## [EXERCISE DETAILS]
Take each line of the data that contains the string "BlendFactor" and copy it.

* * * * * * *

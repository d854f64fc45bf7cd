// SPDX-License-Identifier: CEPL-1.0
use anyhow::{Context, Result};
use ash::util::read_spv;
use ash::vk;
use std::io::Cursor;

use crate::error::SetupError;

const VERT_SPV: &[u8] = include_bytes!(concat!(env!("OUT_DIR"), "/triangle.vert.spv"));
const FRAG_SPV: &[u8] = include_bytes!(concat!(env!("OUT_DIR"), "/triangle.frag.spv"));

/// Viewport, scissor and line width are set while recording, so the pipeline
/// survives extent changes.
pub(crate) const DYNAMIC_STATES: [vk::DynamicState; 3] = [
    vk::DynamicState::VIEWPORT,
    vk::DynamicState::SCISSOR,
    vk::DynamicState::LINE_WIDTH,
];

unsafe fn create_render_pass(
    device: &ash::Device,
    color_format: vk::Format,
) -> Result<vk::RenderPass> {
    let color_att = vk::AttachmentDescription {
        format: color_format,
        samples: vk::SampleCountFlags::TYPE_1,
        load_op: vk::AttachmentLoadOp::CLEAR,
        store_op: vk::AttachmentStoreOp::STORE,
        stencil_load_op: vk::AttachmentLoadOp::DONT_CARE,
        stencil_store_op: vk::AttachmentStoreOp::DONT_CARE,
        initial_layout: vk::ImageLayout::UNDEFINED,
        final_layout: vk::ImageLayout::PRESENT_SRC_KHR,
        ..Default::default()
    };
    let att_ref = vk::AttachmentReference {
        attachment: 0,
        layout: vk::ImageLayout::COLOR_ATTACHMENT_OPTIMAL,
    };

    let subpass = vk::SubpassDescription {
        pipeline_bind_point: vk::PipelineBindPoint::GRAPHICS,
        color_attachment_count: 1,
        p_color_attachments: &att_ref,
        ..Default::default()
    };

    // The layout transition must wait for the acquire semaphore, which is
    // waited on at COLOR_ATTACHMENT_OUTPUT.
    let dependency = vk::SubpassDependency {
        src_subpass: vk::SUBPASS_EXTERNAL,
        dst_subpass: 0,
        src_stage_mask: vk::PipelineStageFlags::COLOR_ATTACHMENT_OUTPUT,
        src_access_mask: vk::AccessFlags::empty(),
        dst_stage_mask: vk::PipelineStageFlags::COLOR_ATTACHMENT_OUTPUT,
        dst_access_mask: vk::AccessFlags::COLOR_ATTACHMENT_WRITE,
        ..Default::default()
    };

    let rp_info = vk::RenderPassCreateInfo {
        s_type: vk::StructureType::RENDER_PASS_CREATE_INFO,
        attachment_count: 1,
        p_attachments: &color_att,
        subpass_count: 1,
        p_subpasses: &subpass,
        dependency_count: 1,
        p_dependencies: &dependency,
        ..Default::default()
    };
    device
        .create_render_pass(&rp_info, None)
        .context("create_render_pass")
}

/// Render pass plus the pipeline built against it; both depend only on the
/// swapchain's color format. Null handles until created.
#[derive(Clone, Copy, Default)]
pub(crate) struct PassObjects {
    pub render_pass: vk::RenderPass,
    pub layout: vk::PipelineLayout,
    pub pipeline: vk::Pipeline,
}

impl PassObjects {
    pub(crate) unsafe fn create(device: &ash::Device, color_format: vk::Format) -> Result<Self> {
        let render_pass = create_render_pass(device, color_format)?;
        match create_pipeline(device, render_pass) {
            Ok((layout, pipeline)) => Ok(Self {
                render_pass,
                layout,
                pipeline,
            }),
            Err(e) => {
                device.destroy_render_pass(render_pass, None);
                Err(e)
            }
        }
    }

    pub(crate) unsafe fn destroy(&self, device: &ash::Device) {
        device.destroy_pipeline(self.pipeline, None);
        device.destroy_pipeline_layout(self.layout, None);
        device.destroy_render_pass(self.render_pass, None);
    }
}

/// The pass and pipeline bake in the attachment format; nothing else about a
/// new swapchain invalidates them.
pub(crate) fn pass_outdated(current: vk::Format, next: vk::Format) -> bool {
    current != next
}

unsafe fn create_shader_module(
    device: &ash::Device,
    spv: &[u8],
    name: &str,
) -> Result<vk::ShaderModule> {
    let code = read_spv(&mut Cursor::new(spv)).with_context(|| format!("read_spv({name})"))?;
    let ci = vk::ShaderModuleCreateInfo {
        s_type: vk::StructureType::SHADER_MODULE_CREATE_INFO,
        p_code: code.as_ptr(),
        code_size: code.len() * 4,
        ..Default::default()
    };
    device
        .create_shader_module(&ci, None)
        .with_context(|| format!("create_shader_module({name})"))
}

unsafe fn create_pipeline(
    device: &ash::Device,
    render_pass: vk::RenderPass,
) -> Result<(vk::PipelineLayout, vk::Pipeline)> {
    let vs = create_shader_module(device, VERT_SPV, "triangle.vert")?;
    let fs = match create_shader_module(device, FRAG_SPV, "triangle.frag") {
        Ok(fs) => fs,
        Err(e) => {
            device.destroy_shader_module(vs, None);
            return Err(e);
        }
    };

    let result = build_pipeline(device, render_pass, vs, fs);

    // Modules are only needed while the pipeline is being built.
    device.destroy_shader_module(vs, None);
    device.destroy_shader_module(fs, None);
    result
}

unsafe fn build_pipeline(
    device: &ash::Device,
    render_pass: vk::RenderPass,
    vs: vk::ShaderModule,
    fs: vk::ShaderModule,
) -> Result<(vk::PipelineLayout, vk::Pipeline)> {
    let entry = c"main";
    let stages = [
        vk::PipelineShaderStageCreateInfo {
            s_type: vk::StructureType::PIPELINE_SHADER_STAGE_CREATE_INFO,
            stage: vk::ShaderStageFlags::VERTEX,
            module: vs,
            p_name: entry.as_ptr(),
            ..Default::default()
        },
        vk::PipelineShaderStageCreateInfo {
            s_type: vk::StructureType::PIPELINE_SHADER_STAGE_CREATE_INFO,
            stage: vk::ShaderStageFlags::FRAGMENT,
            module: fs,
            p_name: entry.as_ptr(),
            ..Default::default()
        },
    ];

    // Vertices come from gl_VertexIndex, nothing is bound.
    let vertex_input = vk::PipelineVertexInputStateCreateInfo {
        s_type: vk::StructureType::PIPELINE_VERTEX_INPUT_STATE_CREATE_INFO,
        ..Default::default()
    };
    let input_assembly = vk::PipelineInputAssemblyStateCreateInfo {
        s_type: vk::StructureType::PIPELINE_INPUT_ASSEMBLY_STATE_CREATE_INFO,
        topology: vk::PrimitiveTopology::TRIANGLE_LIST,
        primitive_restart_enable: vk::FALSE,
        ..Default::default()
    };

    let dynamic_state = vk::PipelineDynamicStateCreateInfo {
        s_type: vk::StructureType::PIPELINE_DYNAMIC_STATE_CREATE_INFO,
        dynamic_state_count: DYNAMIC_STATES.len() as u32,
        p_dynamic_states: DYNAMIC_STATES.as_ptr(),
        ..Default::default()
    };
    let viewport_state = vk::PipelineViewportStateCreateInfo {
        s_type: vk::StructureType::PIPELINE_VIEWPORT_STATE_CREATE_INFO,
        viewport_count: 1,
        p_viewports: std::ptr::null(), // dynamic
        scissor_count: 1,
        p_scissors: std::ptr::null(), // dynamic
        ..Default::default()
    };

    let raster = vk::PipelineRasterizationStateCreateInfo {
        s_type: vk::StructureType::PIPELINE_RASTERIZATION_STATE_CREATE_INFO,
        depth_clamp_enable: vk::FALSE,
        rasterizer_discard_enable: vk::FALSE,
        polygon_mode: vk::PolygonMode::FILL,
        line_width: 1.0,
        cull_mode: vk::CullModeFlags::BACK,
        front_face: vk::FrontFace::CLOCKWISE,
        depth_bias_enable: vk::FALSE,
        depth_bias_constant_factor: 0.0,
        depth_bias_clamp: 0.0,
        depth_bias_slope_factor: 0.0,
        ..Default::default()
    };
    let multisample = vk::PipelineMultisampleStateCreateInfo {
        s_type: vk::StructureType::PIPELINE_MULTISAMPLE_STATE_CREATE_INFO,
        sample_shading_enable: vk::FALSE,
        rasterization_samples: vk::SampleCountFlags::TYPE_1,
        min_sample_shading: 1.0,
        alpha_to_coverage_enable: vk::FALSE,
        alpha_to_one_enable: vk::FALSE,
        ..Default::default()
    };

    let color_blend_att = vk::PipelineColorBlendAttachmentState {
        color_write_mask: vk::ColorComponentFlags::RGBA,
        blend_enable: vk::FALSE,
        src_color_blend_factor: vk::BlendFactor::ONE,
        dst_color_blend_factor: vk::BlendFactor::ZERO,
        color_blend_op: vk::BlendOp::ADD,
        src_alpha_blend_factor: vk::BlendFactor::ONE,
        dst_alpha_blend_factor: vk::BlendFactor::ZERO,
        alpha_blend_op: vk::BlendOp::ADD,
    };
    let color_blend = vk::PipelineColorBlendStateCreateInfo {
        s_type: vk::StructureType::PIPELINE_COLOR_BLEND_STATE_CREATE_INFO,
        logic_op_enable: vk::FALSE,
        logic_op: vk::LogicOp::COPY,
        attachment_count: 1,
        p_attachments: &color_blend_att,
        blend_constants: [0.0; 4],
        ..Default::default()
    };

    let layout_info = vk::PipelineLayoutCreateInfo {
        s_type: vk::StructureType::PIPELINE_LAYOUT_CREATE_INFO,
        ..Default::default()
    };
    let layout = device
        .create_pipeline_layout(&layout_info, None)
        .context("create_pipeline_layout")?;

    let pipeline_info = vk::GraphicsPipelineCreateInfo {
        s_type: vk::StructureType::GRAPHICS_PIPELINE_CREATE_INFO,
        stage_count: stages.len() as u32,
        p_stages: stages.as_ptr(),
        p_vertex_input_state: &vertex_input,
        p_input_assembly_state: &input_assembly,
        p_viewport_state: &viewport_state,
        p_rasterization_state: &raster,
        p_multisample_state: &multisample,
        p_depth_stencil_state: std::ptr::null(),
        p_color_blend_state: &color_blend,
        p_dynamic_state: &dynamic_state,
        layout,
        render_pass,
        subpass: 0,
        base_pipeline_handle: vk::Pipeline::null(),
        base_pipeline_index: -1,
        ..Default::default()
    };

    match device.create_graphics_pipelines(
        vk::PipelineCache::null(),
        std::slice::from_ref(&pipeline_info),
        None,
    ) {
        Ok(p) => Ok((layout, p[0])),
        Err((_, err)) => {
            device.destroy_pipeline_layout(layout, None);
            Err(SetupError::PipelineCreation(err).into())
        }
    }
}

#[cfg(test)]
mod tests {
    use super::*;

    #[test]
    fn embedded_shaders_are_spirv() {
        for spv in [VERT_SPV, FRAG_SPV] {
            let words = read_spv(&mut Cursor::new(spv)).unwrap();
            assert_eq!(words[0], 0x0723_0203);
        }
    }

    #[test]
    fn extent_dependent_state_is_dynamic() {
        assert!(DYNAMIC_STATES.contains(&vk::DynamicState::VIEWPORT));
        assert!(DYNAMIC_STATES.contains(&vk::DynamicState::SCISSOR));
    }

    #[test]
    fn only_a_format_change_outdates_the_pass() {
        assert!(!pass_outdated(vk::Format::B8G8R8A8_SRGB, vk::Format::B8G8R8A8_SRGB));
        assert!(pass_outdated(vk::Format::B8G8R8A8_SRGB, vk::Format::R8G8B8A8_UNORM));
    }

    #[test]
    fn default_pass_objects_are_null() {
        let p = PassObjects::default();
        assert_eq!(p.render_pass, vk::RenderPass::null());
        assert_eq!(p.layout, vk::PipelineLayout::null());
        assert_eq!(p.pipeline, vk::Pipeline::null());
    }
}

* * * * * * *

## [SOLUTION TO THE PROBLEM]
        src_color_blend_factor: vk::BlendFactor::ONE,
        dst_color_blend_factor: vk::BlendFactor::ZERO,
        src_alpha_blend_factor: vk::BlendFactor::ONE,
        dst_alpha_blend_factor: vk::BlendFactor::ZERO,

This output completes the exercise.